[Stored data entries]
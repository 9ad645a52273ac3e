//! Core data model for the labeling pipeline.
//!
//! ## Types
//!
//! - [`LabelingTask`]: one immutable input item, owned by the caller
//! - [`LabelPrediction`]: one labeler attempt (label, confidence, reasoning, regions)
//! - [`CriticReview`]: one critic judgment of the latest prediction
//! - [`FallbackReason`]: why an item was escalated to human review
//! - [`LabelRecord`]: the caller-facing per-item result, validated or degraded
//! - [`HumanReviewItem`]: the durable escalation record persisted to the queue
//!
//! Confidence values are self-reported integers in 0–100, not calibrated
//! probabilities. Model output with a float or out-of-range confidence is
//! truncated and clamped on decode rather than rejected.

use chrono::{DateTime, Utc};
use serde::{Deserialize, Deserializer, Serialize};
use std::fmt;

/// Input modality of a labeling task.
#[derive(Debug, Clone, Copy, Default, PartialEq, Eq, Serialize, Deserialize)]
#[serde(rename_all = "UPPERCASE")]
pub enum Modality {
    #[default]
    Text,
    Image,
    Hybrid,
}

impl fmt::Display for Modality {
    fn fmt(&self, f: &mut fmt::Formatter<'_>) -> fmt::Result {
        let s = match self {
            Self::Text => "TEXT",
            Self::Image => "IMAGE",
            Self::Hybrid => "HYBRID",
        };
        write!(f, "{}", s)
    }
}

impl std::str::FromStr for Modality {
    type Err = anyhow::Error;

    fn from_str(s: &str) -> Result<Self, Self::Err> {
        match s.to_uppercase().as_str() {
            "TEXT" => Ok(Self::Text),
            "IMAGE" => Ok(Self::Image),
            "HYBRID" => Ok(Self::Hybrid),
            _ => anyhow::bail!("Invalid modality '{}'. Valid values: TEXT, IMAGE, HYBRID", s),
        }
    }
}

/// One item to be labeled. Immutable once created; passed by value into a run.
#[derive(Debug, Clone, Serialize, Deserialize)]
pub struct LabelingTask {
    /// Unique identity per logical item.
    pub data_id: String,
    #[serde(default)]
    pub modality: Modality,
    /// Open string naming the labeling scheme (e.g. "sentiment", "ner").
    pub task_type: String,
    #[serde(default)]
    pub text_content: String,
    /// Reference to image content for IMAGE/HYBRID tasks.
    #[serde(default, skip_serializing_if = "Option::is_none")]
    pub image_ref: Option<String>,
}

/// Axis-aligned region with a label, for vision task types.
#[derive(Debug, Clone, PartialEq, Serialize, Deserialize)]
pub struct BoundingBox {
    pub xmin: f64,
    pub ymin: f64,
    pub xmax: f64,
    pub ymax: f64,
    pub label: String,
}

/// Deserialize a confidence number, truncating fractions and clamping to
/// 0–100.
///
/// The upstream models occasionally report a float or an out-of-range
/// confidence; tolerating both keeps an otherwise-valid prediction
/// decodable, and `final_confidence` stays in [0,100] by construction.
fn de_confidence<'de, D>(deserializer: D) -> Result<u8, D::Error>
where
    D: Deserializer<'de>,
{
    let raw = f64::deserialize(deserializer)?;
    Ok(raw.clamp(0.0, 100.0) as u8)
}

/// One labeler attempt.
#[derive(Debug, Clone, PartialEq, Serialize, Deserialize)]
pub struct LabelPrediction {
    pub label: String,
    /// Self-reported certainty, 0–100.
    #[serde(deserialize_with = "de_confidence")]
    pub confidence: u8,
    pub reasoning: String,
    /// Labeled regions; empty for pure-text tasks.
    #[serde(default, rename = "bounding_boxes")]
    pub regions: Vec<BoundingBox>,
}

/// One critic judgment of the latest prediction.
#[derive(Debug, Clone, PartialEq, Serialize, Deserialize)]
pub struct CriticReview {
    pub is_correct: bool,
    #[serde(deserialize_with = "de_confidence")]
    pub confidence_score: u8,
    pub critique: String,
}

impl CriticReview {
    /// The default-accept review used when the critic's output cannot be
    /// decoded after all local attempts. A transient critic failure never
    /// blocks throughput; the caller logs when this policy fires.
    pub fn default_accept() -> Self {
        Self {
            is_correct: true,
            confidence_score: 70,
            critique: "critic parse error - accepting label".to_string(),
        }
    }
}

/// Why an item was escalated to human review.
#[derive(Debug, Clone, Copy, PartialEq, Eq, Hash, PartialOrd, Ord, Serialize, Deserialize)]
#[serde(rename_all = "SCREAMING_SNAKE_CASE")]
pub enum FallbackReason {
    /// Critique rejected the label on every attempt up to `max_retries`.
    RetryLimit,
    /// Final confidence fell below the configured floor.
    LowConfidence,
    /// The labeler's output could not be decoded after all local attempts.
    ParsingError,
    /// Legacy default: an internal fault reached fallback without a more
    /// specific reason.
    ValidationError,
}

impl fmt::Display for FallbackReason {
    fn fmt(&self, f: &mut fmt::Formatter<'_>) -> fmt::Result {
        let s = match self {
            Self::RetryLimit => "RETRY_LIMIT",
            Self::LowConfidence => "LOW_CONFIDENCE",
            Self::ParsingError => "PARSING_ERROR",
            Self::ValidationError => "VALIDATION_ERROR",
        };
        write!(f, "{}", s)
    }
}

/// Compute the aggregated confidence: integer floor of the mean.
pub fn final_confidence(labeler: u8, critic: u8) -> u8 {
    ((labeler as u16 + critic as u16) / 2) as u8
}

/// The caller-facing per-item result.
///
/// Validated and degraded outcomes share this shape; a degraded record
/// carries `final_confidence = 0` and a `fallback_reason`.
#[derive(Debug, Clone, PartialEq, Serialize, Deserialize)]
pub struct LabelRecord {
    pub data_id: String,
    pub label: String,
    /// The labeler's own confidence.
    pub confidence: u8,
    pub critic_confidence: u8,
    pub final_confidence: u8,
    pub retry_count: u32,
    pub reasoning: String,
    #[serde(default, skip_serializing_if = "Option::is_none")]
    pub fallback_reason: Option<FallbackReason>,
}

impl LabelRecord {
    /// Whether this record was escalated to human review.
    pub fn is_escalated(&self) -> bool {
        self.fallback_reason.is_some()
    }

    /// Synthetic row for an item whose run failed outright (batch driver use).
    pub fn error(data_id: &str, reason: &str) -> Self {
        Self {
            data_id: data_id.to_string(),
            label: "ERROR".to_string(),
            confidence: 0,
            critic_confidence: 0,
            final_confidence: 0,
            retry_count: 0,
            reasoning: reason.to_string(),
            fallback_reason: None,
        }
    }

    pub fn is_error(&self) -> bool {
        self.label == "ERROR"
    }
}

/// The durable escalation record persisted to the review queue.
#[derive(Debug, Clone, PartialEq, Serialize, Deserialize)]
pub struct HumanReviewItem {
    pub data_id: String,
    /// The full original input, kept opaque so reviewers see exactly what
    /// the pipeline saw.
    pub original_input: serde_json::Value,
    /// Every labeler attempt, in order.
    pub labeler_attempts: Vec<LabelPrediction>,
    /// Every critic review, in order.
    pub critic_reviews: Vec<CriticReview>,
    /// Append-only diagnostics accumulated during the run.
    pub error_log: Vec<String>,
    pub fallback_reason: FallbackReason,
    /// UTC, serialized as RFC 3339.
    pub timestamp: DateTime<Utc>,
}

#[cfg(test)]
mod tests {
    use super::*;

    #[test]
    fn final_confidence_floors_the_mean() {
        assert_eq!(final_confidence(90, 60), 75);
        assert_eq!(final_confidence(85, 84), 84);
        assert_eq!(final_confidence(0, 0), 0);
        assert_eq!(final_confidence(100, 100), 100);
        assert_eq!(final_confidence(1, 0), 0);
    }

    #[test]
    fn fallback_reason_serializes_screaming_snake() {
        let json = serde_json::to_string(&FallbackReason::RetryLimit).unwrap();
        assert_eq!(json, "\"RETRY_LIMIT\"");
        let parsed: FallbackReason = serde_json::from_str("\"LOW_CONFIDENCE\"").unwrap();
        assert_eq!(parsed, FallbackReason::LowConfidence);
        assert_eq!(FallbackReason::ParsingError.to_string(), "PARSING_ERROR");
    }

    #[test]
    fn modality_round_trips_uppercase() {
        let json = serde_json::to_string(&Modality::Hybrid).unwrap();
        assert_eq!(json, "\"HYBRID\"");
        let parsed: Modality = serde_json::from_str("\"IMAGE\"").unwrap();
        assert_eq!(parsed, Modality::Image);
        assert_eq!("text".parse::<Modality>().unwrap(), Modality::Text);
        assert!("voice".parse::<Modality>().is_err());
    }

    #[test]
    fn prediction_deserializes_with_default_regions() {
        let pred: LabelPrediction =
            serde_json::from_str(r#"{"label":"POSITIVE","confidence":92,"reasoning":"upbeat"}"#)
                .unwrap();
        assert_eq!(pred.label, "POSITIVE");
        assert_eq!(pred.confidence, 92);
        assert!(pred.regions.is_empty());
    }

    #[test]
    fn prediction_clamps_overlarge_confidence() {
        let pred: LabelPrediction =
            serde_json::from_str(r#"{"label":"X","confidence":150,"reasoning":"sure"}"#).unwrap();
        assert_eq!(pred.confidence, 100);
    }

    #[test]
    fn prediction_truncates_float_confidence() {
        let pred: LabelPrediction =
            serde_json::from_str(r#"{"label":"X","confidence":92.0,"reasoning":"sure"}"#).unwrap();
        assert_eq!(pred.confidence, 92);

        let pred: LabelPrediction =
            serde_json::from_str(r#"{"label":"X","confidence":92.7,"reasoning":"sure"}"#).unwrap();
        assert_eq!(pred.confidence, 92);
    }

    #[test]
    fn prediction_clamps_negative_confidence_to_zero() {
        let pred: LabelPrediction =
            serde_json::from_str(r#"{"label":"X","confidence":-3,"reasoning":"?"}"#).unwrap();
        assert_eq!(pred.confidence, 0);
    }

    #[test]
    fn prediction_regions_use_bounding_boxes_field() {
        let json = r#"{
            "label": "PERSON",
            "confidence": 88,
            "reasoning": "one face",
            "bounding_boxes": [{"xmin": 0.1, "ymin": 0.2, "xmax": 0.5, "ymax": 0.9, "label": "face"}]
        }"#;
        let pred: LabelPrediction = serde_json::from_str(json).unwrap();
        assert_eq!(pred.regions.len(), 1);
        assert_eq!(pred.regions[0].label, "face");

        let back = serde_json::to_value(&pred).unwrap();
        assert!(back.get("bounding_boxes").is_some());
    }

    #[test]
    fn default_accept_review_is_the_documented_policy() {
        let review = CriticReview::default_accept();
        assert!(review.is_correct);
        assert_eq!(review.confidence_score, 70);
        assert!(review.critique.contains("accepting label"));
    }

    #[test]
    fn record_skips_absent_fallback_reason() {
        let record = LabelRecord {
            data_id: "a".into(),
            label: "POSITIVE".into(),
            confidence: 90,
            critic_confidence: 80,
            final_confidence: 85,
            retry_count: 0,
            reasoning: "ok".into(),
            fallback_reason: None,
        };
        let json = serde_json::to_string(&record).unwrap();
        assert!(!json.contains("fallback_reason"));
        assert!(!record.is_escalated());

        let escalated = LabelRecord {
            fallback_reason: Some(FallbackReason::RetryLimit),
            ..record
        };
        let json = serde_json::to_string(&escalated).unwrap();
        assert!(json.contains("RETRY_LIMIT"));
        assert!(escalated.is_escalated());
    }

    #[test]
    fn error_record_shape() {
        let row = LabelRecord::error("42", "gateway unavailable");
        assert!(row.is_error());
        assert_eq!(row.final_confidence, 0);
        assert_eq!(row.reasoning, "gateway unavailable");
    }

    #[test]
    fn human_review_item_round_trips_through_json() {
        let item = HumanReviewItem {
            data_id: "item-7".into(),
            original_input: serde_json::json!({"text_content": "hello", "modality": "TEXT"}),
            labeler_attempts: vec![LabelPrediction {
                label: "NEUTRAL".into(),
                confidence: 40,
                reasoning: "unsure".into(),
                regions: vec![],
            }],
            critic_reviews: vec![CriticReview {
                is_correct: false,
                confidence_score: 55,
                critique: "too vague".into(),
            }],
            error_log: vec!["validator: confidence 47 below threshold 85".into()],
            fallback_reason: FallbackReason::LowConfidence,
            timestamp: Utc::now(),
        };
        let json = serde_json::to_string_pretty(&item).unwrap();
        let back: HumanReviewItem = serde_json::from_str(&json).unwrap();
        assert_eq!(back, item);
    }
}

## INSTRUCTIONS TO FOLLOW
Copy out only the lines above from the one with "let escalated = LabelRecord" to the one with "assert!(row.is_error());", inclusive, exactly as they stand.

## EXPECTED OUTPUT
        let escalated = LabelRecord {
            fallback_reason: Some(FallbackReason::RetryLimit),
            ..record
        };
        let json = serde_json::to_string(&escalated).unwrap();
        assert!(json.contains("RETRY_LIMIT"));
        assert!(escalated.is_escalated());
    }

    #[test]
    fn error_record_shape() {
        let row = LabelRecord::error("42", "gateway unavailable");
        assert!(row.is_error());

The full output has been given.